> **EXERCISE INSTRUCTIONS**
When you reach the line with "pub trait InterpolationStrategy: Send" in the data below, begin printing lines exactly, and stop once the line with "PostgreSQL-style placeholders like" has been printed.

> **MATERIAL PROVIDED**
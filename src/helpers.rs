//! Small conveniences built only on [`Queryer`].

use crate::capability::Queryer;
use crate::context::QueryContext;
use crate::error::SqlCapError;
use crate::param::QueryParams;
use crate::results::Rows;

/// First column of the first row as an integer; `0` when the query returns no rows.
///
/// Meant for `SELECT COUNT(*) ...`, but any query yielding an integer works.
///
/// # Errors
/// Errors from the query, or `ParameterError` when the value is not an integer.
pub async fn count<Q>(
    ctx: &QueryContext,
    queryer: &Q,
    query: &QueryParams,
) -> Result<i64, SqlCapError>
where
    Q: Queryer + ?Sized,
{
    let mut rows = queryer.query(ctx, query).await?;
    let total = if rows.next() {
        rows.scan::<Option<i64>>(0)?.unwrap_or(0)
    } else {
        0
    };
    rows.close();
    Ok(total)
}

/// Call `each` for every row until it returns `true` (stop) or an error.
///
/// The cursor is closed on every exit path.
///
/// # Errors
/// Errors from the query or the first error returned by `each`.
pub async fn query_each<Q, F>(
    ctx: &QueryContext,
    queryer: &Q,
    query: &QueryParams,
    mut each: F,
) -> Result<(), SqlCapError>
where
    Q: Queryer + ?Sized,
    F: FnMut(&Rows) -> Result<bool, SqlCapError>,
{
    let mut rows = queryer.query(ctx, query).await?;
    let mut outcome = Ok(());
    while rows.next() {
        match each(&rows) {
            Ok(false) => {}
            Ok(true) => break,
            Err(err) => {
                outcome = Err(err);
                break;
            }
        }
    }
    rows.close();
    outcome
}
// SQLite backend
//
// - config: pool manager and connection options
// - params: RowValues -> rusqlite values
// - query: synchronous select/execute/insert helpers run on blocking workers
// - connection: pool-level handle and the cancellable blocking runner
// - transaction: reserved-connection transaction handle
// - prepared: pool and transaction statements

pub mod config;
pub mod connection;
pub mod params;
pub mod prepared;
pub mod query;
pub mod transaction;

pub use config::{SqliteConn, SqliteManager, SqliteOptions, SqliteOptionsBuilder};
pub use connection::SqliteDb;
pub use params::Params as SqliteParams;
pub use prepared::{SqliteStatement, SqliteTxStatement};
pub use transaction::SqliteTx;
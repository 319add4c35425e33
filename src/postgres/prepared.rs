use std::sync::atomic::{AtomicBool, Ordering};
use std::sync::{Mutex, PoisonError};

use async_trait::async_trait;
use bb8::Pool;
use tokio_postgres::Client;

use crate::capability::Statement;
use crate::context::QueryContext;
use crate::error::SqlCapError;
use crate::param::{ArgumentPlan, Bindings, RenderedSql};
use crate::results::{ExecResult, InsertResult, Rows};
use crate::types::RowValues;

use super::config::PgManager;
use super::connection::{acquire, run_cancellable};
use super::params::Params;
use super::query::build_rows;
use super::transaction::{PgTx, reserved_client};

struct Plan {
    sql: String,
    slots: ArgumentPlan,
    closed: AtomicBool,
}

impl Plan {
    fn new(rendered: RenderedSql) -> Self {
        Self {
            sql: rendered.sql,
            slots: rendered.slots,
            closed: AtomicBool::new(false),
        }
    }

    fn args(&self, bindings: &Bindings) -> Result<Vec<RowValues>, SqlCapError> {
        if self.closed.load(Ordering::Acquire) {
            return Err(SqlCapError::StatementClosed);
        }
        bindings.resolve(&self.slots)
    }

    fn close(&self) -> Result<(), SqlCapError> {
        if self.closed.swap(true, Ordering::AcqRel) {
            Err(SqlCapError::StatementClosed)
        } else {
            Ok(())
        }
    }
}

async fn query_prepared(
    client: &Client,
    stmt: &tokio_postgres::Statement,
    args: &[RowValues],
) -> Result<Rows, SqlCapError> {
    let params = Params::convert(args);
    let rows = client.query(stmt, params.as_refs()).await?;
    build_rows(stmt, &rows)
}

async fn execute_prepared(
    client: &Client,
    stmt: &tokio_postgres::Statement,
    args: &[RowValues],
) -> Result<u64, SqlCapError> {
    let params = Params::convert(args);
    Ok(client.execute(stmt, params.as_refs()).await?)
}

/// Statement prepared through [`super::PgDb`].
///
/// Server-side statements belong to a single client, so every call checks out a pooled
/// client and prepares the text there before running it.
pub struct PgStatement {
    pool: Pool<PgManager>,
    plan: Plan,
}

impl PgStatement {
    pub(crate) fn new(pool: Pool<PgManager>, rendered: RenderedSql) -> Self {
        Self {
            pool,
            plan: Plan::new(rendered),
        }
    }
}

#[async_trait]
impl Statement for PgStatement {
    async fn query(&self, ctx: &QueryContext, bindings: &Bindings) -> Result<Rows, SqlCapError> {
        let args = self.plan.args(bindings)?;
        let conn = acquire(&self.pool, ctx).await?;
        run_cancellable(ctx, &conn, async {
            let stmt = conn.prepare(&self.plan.sql).await?;
            query_prepared(&conn, &stmt, &args).await
        })
        .await
    }

    async fn insert(
        &self,
        ctx: &QueryContext,
        bindings: &Bindings,
    ) -> Result<InsertResult, SqlCapError> {
        let args = self.plan.args(bindings)?;
        let conn = acquire(&self.pool, ctx).await?;
        let affected = run_cancellable(ctx, &conn, async {
            let stmt = conn.prepare(&self.plan.sql).await?;
            execute_prepared(&conn, &stmt, &args).await
        })
        .await?;
        Ok(InsertResult::new(affected, None))
    }

    async fn exec(
        &self,
        ctx: &QueryContext,
        bindings: &Bindings,
    ) -> Result<ExecResult, SqlCapError> {
        let args = self.plan.args(bindings)?;
        let conn = acquire(&self.pool, ctx).await?;
        let affected = run_cancellable(ctx, &conn, async {
            let stmt = conn.prepare(&self.plan.sql).await?;
            execute_prepared(&conn, &stmt, &args).await
        })
        .await?;
        Ok(ExecResult::new(affected))
    }

    async fn close(&self) -> Result<(), SqlCapError> {
        self.plan.close()
    }

    fn sql(&self) -> &str {
        &self.plan.sql
    }
}

/// Statement prepared inside a [`PgTx`]. The server-side statement lives on the
/// transaction's reserved client and is reused for every call until `close`.
pub struct PgTxStatement {
    tx: PgTx,
    // taken on close; the server-side statement is deallocated once the last copy drops
    stmt: Mutex<Option<tokio_postgres::Statement>>,
    plan: Plan,
}

impl PgTxStatement {
    pub(crate) fn new(tx: PgTx, rendered: RenderedSql, stmt: tokio_postgres::Statement) -> Self {
        Self {
            tx,
            stmt: Mutex::new(Some(stmt)),
            plan: Plan::new(rendered),
        }
    }

    fn prepared(&self) -> Result<tokio_postgres::Statement, SqlCapError> {
        self.stmt
            .lock()
            .unwrap_or_else(PoisonError::into_inner)
            .clone()
            .ok_or(SqlCapError::StatementClosed)
    }

    async fn run(&self, ctx: &QueryContext, bindings: &Bindings) -> Result<u64, SqlCapError> {
        let args = self.plan.args(bindings)?;
        let stmt = self.prepared()?;
        let reserved = self.tx.reserved().await?;
        let client = reserved_client(&reserved)?;
        run_cancellable(ctx, client, execute_prepared(client, &stmt, &args)).await
    }
}

#[async_trait]
impl Statement for PgTxStatement {
    async fn query(&self, ctx: &QueryContext, bindings: &Bindings) -> Result<Rows, SqlCapError> {
        let args = self.plan.args(bindings)?;
        let stmt = self.prepared()?;
        let reserved = self.tx.reserved().await?;
        let client = reserved_client(&reserved)?;
        run_cancellable(ctx, client, query_prepared(client, &stmt, &args)).await
    }

    async fn insert(
        &self,
        ctx: &QueryContext,
        bindings: &Bindings,
    ) -> Result<InsertResult, SqlCapError> {
        let affected = self.run(ctx, bindings).await?;
        Ok(InsertResult::new(affected, None))
    }

    async fn exec(
        &self,
        ctx: &QueryContext,
        bindings: &Bindings,
    ) -> Result<ExecResult, SqlCapError> {
        let affected = self.run(ctx, bindings).await?;
        Ok(ExecResult::new(affected))
    }

    async fn close(&self) -> Result<(), SqlCapError> {
        self.plan.close()?;
        self.stmt
            .lock()
            .unwrap_or_else(PoisonError::into_inner)
            .take();
        Ok(())
    }

    fn sql(&self) -> &str {
        &self.plan.sql
    }
}
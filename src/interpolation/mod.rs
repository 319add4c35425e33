//! Backend-specific placeholder tokens.
//!
//! Query text is written once with backend-agnostic markers (`:name` or bare `?`); an
//! [`InterpolationStrategy`] is the only backend-specific piece needed to turn those markers
//! into the token a driver accepts.

use std::borrow::Cow;
use std::fmt;

mod parsers;
mod scanner;

pub(crate) use scanner::{Marker, MarkerKind, scan_markers};

/// Maps "a parameter goes here" to the token a backend expects.
///
/// Called once per rendered argument. `position` is 1-based and equals the index of the
/// argument in the rendered argument list, so numbered styles (`$1`, `?1`) line up with the
/// values they stand for. Implementations hold no mutable state; one shared instance serves
/// every call.
pub trait InterpolationStrategy: Send + Sync + fmt::Debug {
    fn placeholder_token(&self, position: usize) -> Cow<'static, str>;
}

/// Built-in placeholder styles.
#[derive(Debug, Clone, Copy, PartialEq, Eq)]
pub enum PlaceholderStyle {
    /// A fixed `?` for every parameter (MySQL, ODBC).
    QuestionMark,
    /// SQLite-style numbered placeholders like `?1`.
    NumberedQuestion,
    /// PostgreSQL-style placeholders like `$1`.
    Dollar,
    /// SQL Server-style placeholders like `@P1`.
    AtP,
}

impl InterpolationStrategy for PlaceholderStyle {
    fn placeholder_token(&self, position: usize) -> Cow<'static, str> {
        match self {
            PlaceholderStyle::QuestionMark => Cow::Borrowed("?"),
            PlaceholderStyle::NumberedQuestion => Cow::Owned(format!("?{position}")),
            PlaceholderStyle::Dollar => Cow::Owned(format!("${position}")),
            PlaceholderStyle::AtP => Cow::Owned(format!("@P{position}")),
        }
    }
}

/// Shared fixed-`?` strategy.
pub static QUESTION_MARK: PlaceholderStyle = PlaceholderStyle::QuestionMark;
/// Shared `?N` strategy, the `SQLite` default.
pub static SQLITE_NUMBERED: PlaceholderStyle = PlaceholderStyle::NumberedQuestion;
/// Shared `$N` strategy, the `PostgreSQL` default.
pub static POSTGRES_DOLLAR: PlaceholderStyle = PlaceholderStyle::Dollar;
/// Shared `@PN` strategy.
pub static MSSQL_AT: PlaceholderStyle = PlaceholderStyle::AtP;

/// Quote an identifier with backticks, doubling embedded backticks.
#[must_use]
pub fn quote_backtick(name: &str) -> String {
    format!("`{}`", name.replace('`', "``"))
}

/// Quote an identifier with double quotes, doubling embedded double quotes.
#[must_use]
pub fn quote_double(name: &str) -> String {
    format!("\"{}\"", name.replace('"', "\"\""))
}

> **RESULT OF THE EXERCISE**
pub trait InterpolationStrategy: Send + Sync + fmt::Debug {
    fn placeholder_token(&self, position: usize) -> Cow<'static, str>;
}

/// Built-in placeholder styles.
#[derive(Debug, Clone, Copy, PartialEq, Eq)]
pub enum PlaceholderStyle {
    /// A fixed `?` for every parameter (MySQL, ODBC).
    QuestionMark,
    /// SQLite-style numbered placeholders like `?1`.
    NumberedQuestion,
    /// PostgreSQL-style placeholders like `$1`.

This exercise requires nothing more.